Knowing the basics of first aid and CPR can make the difference between life and death. The same is true of knowing it for your pet. By being prepared both proactively and reactivity, you can prevent accidents before they happen as well as act appropriately if one does happen.
Understanding potential hazards and removing them from the pet’s environment is always the best preventative method and should be the first line in the protection of your pet. Many things we have around our homes are toxic to our animals. Do some research on the potential hazards that you have in your home. Some of these include, many plant specis, household cleaners, and even certain plastics. There are many resources online and at your veterinarian’s office to review and keep in mind. One very good source is the Pet Poison Helpline.
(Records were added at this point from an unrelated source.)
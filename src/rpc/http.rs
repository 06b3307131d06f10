//! [NetworkAdapter] over plain HTTP.

use reqwest::blocking::Client;
use tracing::trace;

use super::NetworkAdapter;
use crate::common::{Contact, RequestSpecific, RequestTypeSpecific, ResponseSpecific};
use crate::{Config, Result};

/// Sends each RPC as an HTTP request to `http://{ip}:{port}{path}`.
///
/// Requests are form encoded, responses JSON, and every request is bounded by
/// [Config::request_timeout].
#[derive(Debug, Clone)]
pub struct HttpAdapter {
    client: Client,
}

impl HttpAdapter {
    pub fn new(config: &Config) -> Result<Self> {
        let client = Client::builder().timeout(config.request_timeout).build()?;

        Ok(Self { client })
    }

    fn url(recipient: &Contact, request: &RequestSpecific) -> String {
        format!("http://{}{}", recipient.address(), request.path())
    }
}

impl NetworkAdapter for HttpAdapter {
    fn request(&self, recipient: &Contact, request: RequestSpecific) -> Result<ResponseSpecific> {
        let url = Self::url(recipient, &request);

        trace!(%url, ?request.request_type, "Sending request");

        let response = match request.request_type {
            RequestTypeSpecific::Info => self.client.get(&url).send()?,
            _ => self.client.post(&url).form(&request.to_form()).send()?,
        };

        let status = response.status().as_u16();
        let body = response.text()?;

        ResponseSpecific::from_http(&request.request_type, status, &body)
    }
}

#[cfg(test)]
mod test {
    use std::io::{BufRead, BufReader, Read, Write};
    use std::net::TcpListener;
    use std::thread;
    use std::time::Duration;

    use super::*;
    use crate::common::Id;

    /// Answer a single HTTP request with `status` and `body`, returning the request line.
    fn serve_once(status: u16, body: &'static str) -> (u16, thread::JoinHandle<String>) {
        let listener = TcpListener::bind("127.0.0.1:0").unwrap();
        let port = listener.local_addr().unwrap().port();

        let handle = thread::spawn(move || {
            let (stream, _) = listener.accept().unwrap();
            let mut reader = BufReader::new(stream);

            let mut request_line = String::new();
            reader.read_line(&mut request_line).unwrap();

            let mut content_length = 0;
            loop {
                let mut line = String::new();
                reader.read_line(&mut line).unwrap();
                if line == "\r\n" || line.is_empty() {
                    break;
                }
                if let Some((name, value)) = line.split_once(':') {
                    if name.eq_ignore_ascii_case("content-length") {
                        content_length = value.trim().parse().unwrap();
                    }
                }
            }

            let mut request_body = vec![0; content_length];
            reader.read_exact(&mut request_body).unwrap();

            let mut stream = reader.into_inner();
            write!(
                stream,
                "HTTP/1.1 {status} OK\r\nContent-Type: application/json\r\nContent-Length: {}\r\nConnection: close\r\n\r\n{body}",
                body.len()
            )
            .unwrap();

            request_line
        });

        (port, handle)
    }

    fn adapter() -> HttpAdapter {
        HttpAdapter::new(&Config::default().with_request_timeout(Duration::from_secs(2))).unwrap()
    }

    fn sender() -> Contact {
        Contact::new(Id::from(1), "127.0.0.1", 9)
    }

    #[test]
    fn ping_over_http() {
        let (port, server) = serve_once(200, "true");
        let recipient = Contact::new(Id::from(2), "127.0.0.1", port);

        assert!(adapter().ping(&recipient, &sender()));
        assert!(server.join().unwrap().starts_with("POST /rpc/ping "));
    }

    #[test]
    fn find_node_over_http() {
        let (port, server) = serve_once(
            200,
            r#"[{"id":"0000000000000000000000000000000000000003","ip":"10.0.0.3","port":3000}]"#,
        );
        let recipient = Contact::new(Id::from(2), "127.0.0.1", port);

        let contacts = adapter().find_node(Id::from(3), &recipient, &sender()).unwrap();

        assert_eq!(contacts, vec![Contact::new(Id::from(3), "10.0.0.3", 3000)]);
        assert_eq!(contacts[0].address(), "10.0.0.3:3000");
        assert!(server.join().unwrap().starts_with("POST /rpc/find_node "));
    }

    #[test]
    fn error_status_is_no_response() {
        let (port, server) = serve_once(500, "{}");
        let recipient = Contact::new(Id::from(2), "127.0.0.1", port);

        assert!(adapter().find_node(Id::from(3), &recipient, &sender()).is_none());
        server.join().unwrap();
    }

    #[test]
    fn unreachable_is_no_response() {
        // Bind then drop, so nothing listens on this port.
        let port = TcpListener::bind("127.0.0.1:0").unwrap().local_addr().unwrap().port();
        let recipient = Contact::new(Id::from(2), "127.0.0.1", port);

        assert!(!adapter().ping(&recipient, &sender()));
    }
}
It has an excellent online data base, and for a fee, you can call a number that is monitored 24/7.
There is also a very helpful “emergency instructions” page that can walk you through what to do if you think your pet has been poisoned.
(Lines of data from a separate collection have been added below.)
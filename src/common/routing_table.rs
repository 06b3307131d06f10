//! Kademlia routing table with lazily split k-buckets

use tracing::{debug, trace};

use crate::common::{shared_prefix_bit_length, sort_by_distance, Contact, Id, Insertion, KBucket};
use crate::Config;

#[derive(Debug, Clone)]
/// Kademlia routing table.
///
/// Starts with a single bucket. Bucket `i` below the last one holds contacts
/// sharing exactly `i` leading bits with the local id; the last bucket holds
/// every contact sharing at least as many bits, including the local node's
/// own neighbourhood, and is the only one that ever splits.
pub struct RoutingTable {
    id: Id,
    bit_length: usize,
    buckets: Vec<KBucket>,
}

impl RoutingTable {
    /// Create a new [RoutingTable] for the local `id`.
    pub fn new(id: Id, config: &Config) -> Self {
        RoutingTable {
            id,
            bit_length: config.bit_length,
            buckets: vec![KBucket::new(config.k)],
        }
    }

    // === Getters ===

    /// Returns the [Id] of this node, where the distance is measured from.
    pub fn local_id(&self) -> &Id {
        &self.id
    }

    pub fn bit_length(&self) -> usize {
        self.bit_length
    }

    pub fn bucket_count(&self) -> usize {
        self.buckets.len()
    }

    pub fn bucket(&self, index: usize) -> Option<&KBucket> {
        self.buckets.get(index)
    }

    /// Return the number of contacts in this routing table.
    pub fn size(&self) -> usize {
        self.buckets.iter().map(KBucket::len).sum()
    }

    /// Returns `true` if this routing table is empty.
    pub fn is_empty(&self) -> bool {
        self.buckets.iter().all(KBucket::is_empty)
    }

    /// Iterate over all contacts, bucket by bucket, least recently seen first.
    pub fn contacts(&self) -> impl Iterator<Item = &Contact> {
        self.buckets.iter().flat_map(KBucket::iter)
    }

    /// Index of the bucket responsible for `id`.
    pub fn bucket_index(&self, id: &Id) -> usize {
        let depth = shared_prefix_bit_length(&self.id, id, self.bit_length);

        depth.min(self.buckets.len() - 1)
    }

    pub fn find_contact(&self, id: &Id) -> Option<&Contact> {
        self.buckets[self.bucket_index(id)].find_contact_by_id(id)
    }

    pub fn contains(&self, id: &Id) -> bool {
        self.find_contact(id).is_some()
    }

    // === Public Methods ===

    /// Add or refresh a contact, splitting buckets as needed, and falling
    /// back to the eviction policy of the responsible bucket when it is full.
    ///
    /// `probe` is asked whether the bucket's head is still alive.
    pub fn add_contact<P>(&mut self, contact: Contact, probe: P) -> Insertion
    where
        P: FnOnce(&Contact) -> bool,
    {
        match self.try_add_contact(contact.clone()) {
            Insertion::BucketFull { .. } => {
                let index = self.bucket_index(contact.id());

                match self.buckets[index].attempt_eviction(contact, probe) {
                    Some(evicted) => Insertion::Replaced { evicted },
                    None => Insertion::Rejected,
                }
            }
            insertion => insertion,
        }
    }

    /// Same as [Self::add_contact] but stops short of probing anyone, answering
    /// [Insertion::BucketFull] instead.
    ///
    /// Lets callers probe the head without holding on to the table.
    pub fn try_add_contact(&mut self, contact: Contact) -> Insertion {
        if contact.id() == &self.id {
            // Do not add self to the routing_table
            return Insertion::Ignored;
        }

        if !contact.id().fits(self.bit_length) {
            debug!(id = ?contact.id(), bit_length = self.bit_length, "Ignoring contact outside the keyspace");
            return Insertion::Ignored;
        }

        loop {
            let index = self.bucket_index(contact.id());
            let bucket = &mut self.buckets[index];

            match bucket.add(contact.clone()) {
                Insertion::BucketFull { head } => {
                    if bucket.is_splittable() && bucket.is_redistributable(&self.id, index, self.bit_length) {
                        self.split(index);
                        continue;
                    }

                    return Insertion::BucketFull { head };
                }
                insertion => {
                    trace!(id = ?contact.id(), bucket = index, ?insertion, "Added contact");
                    return insertion;
                }
            }
        }
    }

    /// Remove a contact from this routing table.
    pub fn remove(&mut self, id: &Id) -> Option<Contact> {
        let index = self.bucket_index(id);

        self.buckets[index].delete(id)
    }

    /// Refresh `last_seen` of a known contact and move it to its bucket's tail.
    pub fn touch(&mut self, id: &Id) -> bool {
        let index = self.bucket_index(id);
        let bucket = &mut self.buckets[index];

        if bucket.touch(id) {
            bucket.sort_by_seen();
            true
        } else {
            false
        }
    }

    /// Up to `count` known contacts ordered by distance to `target`.
    ///
    /// Equal distances only happen for equal ids, which the table never holds
    /// twice, so the order is total.
    pub fn find_closest_contacts(&self, target: &Id, count: usize) -> Vec<Contact> {
        let mut contacts = self.contacts().cloned().collect::<Vec<_>>();

        sort_by_distance(target, &mut contacts);
        contacts.truncate(count);

        contacts
    }

    // === Private Methods ===

    /// Split the last bucket by the next bit of the prefix.
    fn split(&mut self, index: usize) {
        debug_assert_eq!(index, self.buckets.len() - 1, "only the last bucket covers our own range");

        let local_id = self.id;
        let bit_length = self.bit_length;

        let bucket = &mut self.buckets[index];
        let mut deeper = bucket.split_off(&local_id, index, bit_length);
        bucket.make_unsplittable();

        debug_assert!(!deeper.is_empty(), "split of a redistributable bucket moved nothing");

        // Nothing can ever share more bits than this bucket's without being us.
        if index + 1 >= bit_length.saturating_sub(1) {
            deeper.make_unsplittable();
        }

        debug!(
            index,
            stayed = bucket.len(),
            moved = deeper.len(),
            "Split bucket"
        );

        self.buckets.push(deeper);
    }
}

#[cfg(test)]
mod test {
    use std::collections::HashSet;

    use super::*;

    fn config() -> Config {
        Config::default().with_bit_length(6).with_k(8)
    }

    fn contact(id: u64) -> Contact {
        Contact::new(Id::from(id), "", 0)
    }

    fn table_with(ids: &[u64]) -> RoutingTable {
        let mut table = RoutingTable::new(Id::from(0), &config());

        for id in ids {
            table.add_contact(contact(*id), |_| true);
        }

        table
    }

    #[test]
    fn table_is_empty() {
        let mut table = RoutingTable::new(Id::from(0), &config());
        assert!(table.is_empty());

        table.add_contact(contact(1), |_| true);
        assert!(!table.is_empty());
    }

    #[test]
    fn should_not_add_self() {
        let mut table = RoutingTable::new(Id::from(0), &config());

        assert_eq!(table.add_contact(contact(0), |_| true), Insertion::Ignored);
        assert!(table.is_empty());
    }

    #[test]
    fn should_not_add_outside_keyspace() {
        let mut table = RoutingTable::new(Id::from(0), &config());

        assert_eq!(table.add_contact(contact(64), |_| true), Insertion::Ignored);
        assert!(table.is_empty());
    }

    #[test]
    fn buckets_are_sets() {
        let mut table = table_with(&[5]);

        assert_eq!(table.add_contact(contact(5), |_| true), Insertion::Refreshed);
        assert_eq!(table.size(), 1);
    }

    #[test]
    fn remove() {
        let mut table = table_with(&[5, 6]);

        assert!(table.remove(&Id::from(5)).is_some());
        assert!(!table.contains(&Id::from(5)));
        assert!(table.contains(&Id::from(6)));
        assert!(table.remove(&Id::from(5)).is_none());
    }

    #[test]
    fn splits_when_redistributable() {
        let table = table_with(&[63, 62, 61, 60, 59, 58, 57, 31]);
        assert_eq!(table.bucket_count(), 1);

        // Ninth contact fills past k, and 31 does not belong at depth 0.
        let mut table = table;
        assert_eq!(table.add_contact(contact(56), |_| true), Insertion::Inserted);

        assert_eq!(table.bucket_count(), 2);
        assert_eq!(table.size(), 9);

        let shallow = table.bucket(0).unwrap();
        assert!(!shallow.is_splittable());
        assert_eq!(shallow.len(), 8);
        assert!(!shallow.contains(&Id::from(31)));

        assert!(table.bucket(1).unwrap().contains(&Id::from(31)));
    }

    #[test]
    fn evicts_when_not_redistributable() {
        let mut table = table_with(&[63, 62, 61, 60, 59, 58, 57, 56]);

        assert_eq!(table.try_add_contact(contact(55)), Insertion::BucketFull { head: contact(63) });

        let insertion = table.add_contact(contact(55), |_| false);

        assert_eq!(insertion, Insertion::Replaced { evicted: contact(63) });
        assert_eq!(table.bucket_count(), 1);
        assert!(table.contains(&Id::from(55)));
        assert!(!table.contains(&Id::from(63)));
    }

    #[test]
    fn rejects_when_head_is_alive() {
        let mut table = table_with(&[63, 62, 61, 60, 59, 58, 57, 56]);

        assert_eq!(table.add_contact(contact(55), |_| true), Insertion::Rejected);
        assert_eq!(table.size(), 8);
        assert_eq!(table.bucket(0).unwrap().tail().unwrap().id(), &Id::from(63));
    }

    #[test]
    fn every_contact_in_its_bucket() {
        let mut table = RoutingTable::new(Id::from(0), &config());

        for id in 1..64 {
            table.add_contact(contact(id), |_| true);
        }

        let mut seen = HashSet::new();
        let last = table.bucket_count() - 1;

        for index in 0..table.bucket_count() {
            for contact in table.bucket(index).unwrap().iter() {
                assert!(seen.insert(*contact.id()), "duplicate {:?}", contact.id());

                let depth = shared_prefix_bit_length(table.local_id(), contact.id(), 6);
                if index < last {
                    assert_eq!(depth, index);
                } else {
                    assert!(depth >= index);
                }
            }

            assert!(table.bucket(index).unwrap().len() <= 8);
        }

        assert_eq!(seen.len(), table.size());
        // Depths 0 and 1 hold 32 and 16 ids, more than k = 8.
        assert!(table.size() < 63);
        assert!(table.bucket_count() > 2);
    }

    #[test]
    fn find_closest_contacts() {
        let table = table_with(&[1, 2, 3, 8, 16, 32, 63]);

        let closest = table.find_closest_contacts(&Id::from(3), 3);
        let ids = closest.iter().map(|c| c.id().low_u64()).collect::<Vec<_>>();

        assert_eq!(ids, vec![3, 2, 1]);
        assert_eq!(table.find_closest_contacts(&Id::from(3), 100).len(), 7);
    }

    #[test]
    fn touch_moves_to_tail() {
        let mut table = table_with(&[63, 62, 61]);

        std::thread::sleep(std::time::Duration::from_millis(2));
        assert!(table.touch(&Id::from(63)));
        assert_eq!(table.bucket(0).unwrap().tail().unwrap().id(), &Id::from(63));
        assert!(!table.touch(&Id::from(1)));
    }
}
Because accidents do happen no matter how prepared we may think we are, it is a great idea to put together a pet first aid kit in your house in case of emergencies. There are a number of helpful websites with numerous lists of what to include in a pet first aid kit. A good list is available at the American Veterinary Medical Association’s website. They also recommend having your veterinarian and the after hours emergency veterinarian phone numbers handy, and keep your pet’s medical records within easy access in case they are needed during the emergency.